Resolution of deep evolutionary problems, including the origin of the metazoa and the morphologic evolution of higher taxa within the metazoa, have long been sought in the developmental sequence. Haeckel's gastraea theory is perhaps the best example of this endeavor. Since Haeckel's time it has become apparent that the early evolution of animal life cannot be read directly from the developmental sequence. Ontogeny itself evolves making it difficult to even identify homologies in the early development between many phyla and classes. However, all may not be lost; during metazoan development gene expression must be localized in order to differentiate cell types in the body during development. It is this regionalized transcription and translation to protein product that differentiates cell types, organ systems, and the morphologic features that we can identify in the fossil record. The functional importance of the genes in question, and the fact that portions of the protein products of these genes must bind to DNA in order to perform their switching function, leads to extreme sequence conservation. This permits the identification and comparison of homologous genes important in the development of divergent taxa even after the passage of the entire Phanerozoic. If these genes retain a pattern of expression in development as well as conservation of the DNA sequence, then we can identify a homologous process derived from the development of the shared ancestor of the two taxa.

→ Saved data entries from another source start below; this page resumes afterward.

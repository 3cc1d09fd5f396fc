//! 负载均衡策略
//!
//! [`LoadBalancer`] 是配置层面的策略；[`Forwarder`] 是由它派生出的每台交换机
//! 自己的状态。每台 DRILL 交换机独占一个引擎。

use serde::{Deserialize, Serialize};

use super::id::{LinkId, NodeId};
use super::link::Link;
use super::routing::RoutingTable;
use crate::drill::{DrillConfig, DrillEngine, DrillError};

/// 交换机处使用的下一跳策略。
#[derive(Debug, Clone, Copy, PartialEq, Eq, Serialize, Deserialize)]
#[serde(tag = "kind", rename_all = "snake_case")]
pub enum LoadBalancer {
    /// 逐包 DRILL(d, m)
    Drill(DrillConfig),
    /// 按 flow 哈希到等价链路
    Ecmp,
}

impl Default for LoadBalancer {
    fn default() -> Self {
        LoadBalancer::Drill(DrillConfig::default())
    }
}

impl LoadBalancer {
    pub fn name(&self) -> &'static str {
        match self {
            LoadBalancer::Drill(_) => "drill",
            LoadBalancer::Ecmp => "ecmp",
        }
    }
}

/// 每台交换机的下一跳选择器。
#[derive(Debug, Clone)]
pub enum Forwarder {
    Ecmp,
    Drill(DrillEngine),
}

impl Forwarder {
    /// 为 `at` 处发往 `dst`、属于 `flow_id` 的包从 `cands` 中选一条出链路。
    ///
    /// 只有一个候选时直接返回它，不经过策略：没有选择就不算一次决策，
    /// DRILL 的记忆只记录真正有多条路径时的选择。
    pub fn choose(
        &mut self,
        at: NodeId,
        dst: NodeId,
        flow_id: u64,
        cands: &[LinkId],
        links: &[Link],
        routing: &RoutingTable,
    ) -> Result<LinkId, DrillError> {
        if let [only] = cands {
            return Ok(*only);
        }
        match self {
            Forwarder::Ecmp => routing
                .pick_ecmp(at, dst, flow_id, cands)
                .ok_or(DrillError::NoCandidates),
            Forwarder::Drill(engine) => {
                let views: Vec<&Link> = cands.iter().map(|l| &links[l.0]).collect();
                let idx = engine.select_next_hop(&views)?;
                Ok(cands[idx])
            }
        }
    }
}
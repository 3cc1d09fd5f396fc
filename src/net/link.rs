//! 链路

use super::id::NodeId;
use crate::drill::CandidateLink;
use crate::queue::{DEFAULT_QUEUE_PKTS, DropTailQueue, PacketQueue};
use crate::sim::SimTime;

/// 单向点到点链路，出口队列位于 `from` 端。
#[derive(Debug)]
pub struct Link {
    pub from: NodeId,
    pub to: NodeId,
    pub latency: SimTime,
    pub bandwidth_bps: u64,
    /// 正在发送一个包，新到的包在 `queue` 中等待
    pub busy: bool,
    pub queue: Box<dyn PacketQueue>,
    /// 在该链路上开始发送的包数
    pub tx_pkts: u64,
}

impl Link {
    pub fn new(from: NodeId, to: NodeId, latency: SimTime, bandwidth_bps: u64) -> Self {
        Self::with_queue(
            from,
            to,
            latency,
            bandwidth_bps,
            Box::new(DropTailQueue::new(DEFAULT_QUEUE_PKTS)),
        )
    }

    pub fn with_queue(
        from: NodeId,
        to: NodeId,
        latency: SimTime,
        bandwidth_bps: u64,
        queue: Box<dyn PacketQueue>,
    ) -> Self {
        Self {
            from,
            to,
            latency,
            bandwidth_bps,
            busy: false,
            queue,
            tx_pkts: 0,
        }
    }

    /// `bytes` 字节在该链路上的发送时间，向上取整到纳秒。
    pub(crate) fn tx_time(&self, bytes: u32) -> SimTime {
        if self.bandwidth_bps == 0 {
            return SimTime(u64::MAX / 4);
        }
        let bits = (bytes as u128).saturating_mul(8);
        let bps = self.bandwidth_bps as u128;
        let nanos = (bits.saturating_mul(1_000_000_000) + (bps - 1)) / bps;
        SimTime(nanos.min(u64::MAX as u128) as u64)
    }
}

impl CandidateLink for Link {
    fn queue_len(&self) -> usize {
        self.queue.len()
    }

    fn queue_capacity(&self) -> usize {
        self.queue.capacity_pkts()
    }
}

This approach can be used to address the homology of metameric units. Preliminary results indicate that the segmentation gene engrailed is expressed in chiton trochophores in associated with each of the developing plate fields. The engrailed gene is known to control segmentation processes in arthropods and annelids. Evidently the plates in chitons evolved from serial features in a shared ancestor of annelids, arthropods and molluscs. This indicates that the serial features found in molluscs are ancestral (plesiomorphic), and that the evolution of the mollusca has involved the loss or reduction of serial features rather than their de novo evolution in chitons and monoplacophorans as has been suggested by a number of neontologists. The fossil record suggests successive reduction of serial features in molluscs. This paleontological interpretation now finds support in developmental genetics.

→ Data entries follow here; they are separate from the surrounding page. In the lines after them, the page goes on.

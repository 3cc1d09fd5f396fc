//! 网络拓扑与转发
//!
//! 持有节点、链路、等价路由表和统计信息。这一层包在决策引擎外面：
//! 先判断是否本地交付，再列出通往目的地的候选链路，交给节点的
//! [`Forwarder`] 选一条，然后在该链路上排队或直接发送。

use super::balancer::{Forwarder, LoadBalancer};
use super::deliver_packet::DeliverPacket;
use super::id::{LinkId, NodeId};
use super::link::Link;
use super::link_ready::LinkReady;
use super::node::{Host, Node, Switch};
use super::packet::Packet;
use super::routing::{RoutingTable, mix64};
use super::stats::Stats;
use crate::drill::{DrillEngine, DrillError, RandomSampler};
use crate::queue::{DEFAULT_QUEUE_PKTS, DropTailQueue, PacketQueue};
use crate::sim::{SimTime, Simulator};
use tracing::{debug, info, trace, warn};

const ROUTING_SALT: u64 = 0xC5A1_DA7A_5EED_1234;

pub struct Network {
    nodes: Vec<Option<Box<dyn Node>>>,
    links: Vec<Link>,
    routing: RoutingTable,
    balancer: LoadBalancer,
    /// 已校验的模板，各交换机的引擎由它派生
    drill_template: Option<DrillEngine>,
    seed: u64,
    queue_pkts: usize,
    next_pkt_id: u64,
    pub stats: Stats,
}

impl Default for Network {
    fn default() -> Self {
        Self {
            nodes: Vec::new(),
            links: Vec::new(),
            routing: RoutingTable::new(ROUTING_SALT),
            balancer: LoadBalancer::Ecmp,
            drill_template: None,
            seed: 0,
            queue_pkts: DEFAULT_QUEUE_PKTS,
            next_pkt_id: 0,
            stats: Stats::default(),
        }
    }
}

impl Network {
    pub fn add_host(&mut self, name: impl Into<String>) -> NodeId {
        let id = NodeId(self.nodes.len());
        self.nodes.push(Some(Box::new(Host::new(id, name))));
        self.routing.mark_dirty();
        id
    }

    /// 添加一台交换机，使用当前的负载均衡策略。
    pub fn add_switch(&mut self, name: impl Into<String>) -> NodeId {
        let id = NodeId(self.nodes.len());
        let fwd = self.make_forwarder(id);
        self.nodes.push(Some(Box::new(Switch::new(id, name, fwd))));
        self.routing.mark_dirty();
        id
    }

    /// 添加 `from -> to` 的单向链路，出口队列容量取当前默认值。
    pub fn connect(
        &mut self,
        from: NodeId,
        to: NodeId,
        latency: SimTime,
        bandwidth_bps: u64,
    ) -> LinkId {
        let id = LinkId(self.links.len());
        let queue = Box::new(DropTailQueue::new(self.queue_pkts));
        self.links
            .push(Link::with_queue(from, to, latency, bandwidth_bps, queue));
        self.routing.mark_dirty();
        id
    }

    /// 之后新建链路的队列容量（包数）。
    pub fn set_queue_capacity_pkts(&mut self, pkts: usize) {
        self.queue_pkts = pkts;
    }

    /// 把现有和之后添加的所有交换机切换到 `balancer`。
    ///
    /// 每台 DRILL 交换机拿到一个由 `seed` 和节点 id 派生种子的私有采样器，
    /// 记忆从空开始。配置非法时返回错误，原策略保持不变。
    pub fn set_load_balancer(&mut self, balancer: LoadBalancer, seed: u64) -> Result<(), DrillError> {
        self.drill_template = match balancer {
            LoadBalancer::Drill(cfg) => Some(DrillEngine::with_seed(cfg, seed)?),
            LoadBalancer::Ecmp => None,
        };
        self.balancer = balancer;
        self.seed = seed;
        info!(balancer = balancer.name(), seed, "load balancer installed");

        for i in 0..self.nodes.len() {
            let fwd = self.make_forwarder(NodeId(i));
            if let Some(node) = self.nodes[i].as_mut() {
                node.set_forwarder(fwd);
            }
        }
        Ok(())
    }

    pub fn load_balancer(&self) -> LoadBalancer {
        self.balancer
    }

    fn make_forwarder(&self, id: NodeId) -> Forwarder {
        match &self.drill_template {
            Some(template) => {
                let sampler = RandomSampler::from_seed(mix64(self.seed ^ id.0 as u64));
                Forwarder::Drill(template.sibling(sampler))
            }
            None => Forwarder::Ecmp,
        }
    }

    pub fn num_nodes(&self) -> usize {
        self.nodes.len()
    }

    pub fn links(&self) -> &[Link] {
        &self.links
    }

    pub fn link(&self, id: LinkId) -> &Link {
        &self.links[id.0]
    }

    /// 查找 `from -> to` 的链路。
    pub fn link_between(&self, from: NodeId, to: NodeId) -> Option<LinkId> {
        self.links
            .iter()
            .position(|l| l.from == from && l.to == to)
            .map(LinkId)
    }

    pub fn node_name(&self, id: NodeId) -> Option<&str> {
        self.nodes.get(id.0)?.as_deref().map(|n| n.name())
    }

    /// `id` 处安装的选择器；只有交换机才有。
    pub fn forwarder(&self, id: NodeId) -> Option<&Forwarder> {
        self.nodes.get(id.0)?.as_deref()?.forwarder()
    }

    /// `from` 通往 `dst` 的等价候选链路，顺序与转发时一致。
    pub fn candidates(&mut self, from: NodeId, dst: NodeId) -> Vec<LinkId> {
        self.routing.ensure_built(self.nodes.len(), &self.links);
        self.routing.next_hops(from, dst).to_vec()
    }

    pub fn make_packet(
        &mut self,
        flow_id: u64,
        size_bytes: u32,
        src: NodeId,
        dst: NodeId,
        now: SimTime,
    ) -> Packet {
        let id = self.next_pkt_id;
        self.next_pkt_id = self.next_pkt_id.wrapping_add(1);
        let mut pkt = Packet::new(id, flow_id, size_bytes, src, dst);
        pkt.sent_at = now;
        pkt
    }

    /// 把 `pkt` 交给节点 `to` 处理。
    pub fn deliver(&mut self, to: NodeId, pkt: Packet, sim: &mut Simulator) {
        // 处理期间节点不在表中，它才能可变借用整个网络。
        let mut node = self.nodes[to.0].take().expect("node exists");
        node.on_packet(pkt, sim, self);
        self.nodes[to.0] = Some(node);
    }

    /// 没有自己选择器的节点（主机）的转发：按 flow 哈希选候选。
    pub fn forward_from(&mut self, from: NodeId, pkt: Packet, sim: &mut Simulator) {
        let mut fwd = Forwarder::Ecmp;
        self.forward_with(from, pkt, &mut fwd, sim);
    }

    /// 用 `fwd` 在 `from` 处选出口链路并发送 `pkt`。
    /// 没有任何候选的包记为不可路由并丢弃。
    pub fn forward_with(
        &mut self,
        from: NodeId,
        pkt: Packet,
        fwd: &mut Forwarder,
        sim: &mut Simulator,
    ) {
        self.routing.ensure_built(self.nodes.len(), &self.links);
        let cands = self.routing.next_hops(from, pkt.dst);
        let chosen = fwd.choose(from, pkt.dst, pkt.flow_id, cands, &self.links, &self.routing);
        match chosen {
            Ok(link_id) => {
                trace!(from = ?from, link = ?link_id, to = ?self.links[link_id.0].to, "next hop");
                self.transmit(link_id, pkt, sim);
            }
            Err(err) => {
                warn!(from = ?from, dst = ?pkt.dst, pkt_id = pkt.id, %err, "no route, dropping");
                self.stats.unroutable_pkts += 1;
            }
        }
    }

    /// 链路空闲则立即发送，否则排在正在发送的包后面；队列满则尾丢弃。
    pub fn transmit(&mut self, link_id: LinkId, pkt: Packet, sim: &mut Simulator) {
        let link = &mut self.links[link_id.0];
        if !link.busy {
            self.start_tx(link_id, pkt, sim);
            return;
        }
        let size = pkt.size_bytes as u64;
        match link.queue.enqueue(pkt) {
            Ok(()) => {
                let len = link.queue.len();
                let bytes = link.queue.bytes();
                self.stats.max_queue_len = self.stats.max_queue_len.max(len);
                self.stats.max_queue_bytes = self.stats.max_queue_bytes.max(bytes);
                trace!(link = ?link_id, queue_len = len, queue_bytes = bytes, "queued");
            }
            Err(dropped) => {
                debug!(
                    link = ?link_id,
                    pkt_id = dropped.id,
                    capacity = link.queue.capacity_pkts(),
                    "queue full, tail drop"
                );
                self.stats.dropped_pkts += 1;
                self.stats.dropped_bytes += size;
            }
        }
    }

    fn start_tx(&mut self, link_id: LinkId, pkt: Packet, sim: &mut Simulator) {
        let link = &mut self.links[link_id.0];
        let depart = sim.now().saturating_add(link.tx_time(pkt.size_bytes));
        let arrive = depart.saturating_add(link.latency);
        link.busy = true;
        link.tx_pkts += 1;
        let to = link.to;
        trace!(link = ?link_id, pkt_id = pkt.id, depart = ?depart, arrive = ?arrive, "tx start");
        sim.schedule(depart, LinkReady { link_id });
        sim.schedule(arrive, DeliverPacket { to, pkt: pkt.advance() });
    }

    /// 链路发送完毕，取出下一个排队的包继续发送。
    pub fn on_link_ready(&mut self, link_id: LinkId, sim: &mut Simulator) {
        let link = &mut self.links[link_id.0];
        link.busy = false;
        if let Some(pkt) = link.queue.dequeue() {
            self.start_tx(link_id, pkt, sim);
        }
    }

    pub(crate) fn on_delivered(&mut self, pkt: Packet, now: SimTime) {
        let delay = now.saturating_sub(pkt.sent_at);
        trace!(pkt_id = pkt.id, flow_id = pkt.flow_id, hops = pkt.hops_taken, delay = ?delay, "delivered");
        self.stats.delivered_pkts += 1;
        self.stats.delivered_bytes += pkt.size_bytes as u64;
        self.stats.total_delay_ns = self.stats.total_delay_ns.saturating_add(delay.0);
    }
}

Developmental genetics also provides a basis for evolution of body plans. Unusual preoral appendages have evolved in chelicerates, Burgess Shale arthropods such as Yohoia and Leanchoilia, and non arthropod forms such as Opabinia and Tullimonstrum. The differentiation of the vertebral column of vertebrates and the segments of arthropods are controlled by homologous genes that are expressed in a anterior to posterior sequence. Out of place (ectopic) expression of posterior genes in the anterior region produces posterior features in the antennal field of arthropods and in the most anterior vertebrae of the vertebrates. This potential for conversion of anterior features was present in the shared ancestor of vertebrates and arthropods. Thus evolution of novel anterior features resulting from ectopic expression could occur in both deuterostomes and protostomes and may account for a range of novel fossil forms. This suggests that parallel evolution of unusual anterior features could occur, and the presence of these features may not be the best character to use in a phylogenetic analyses.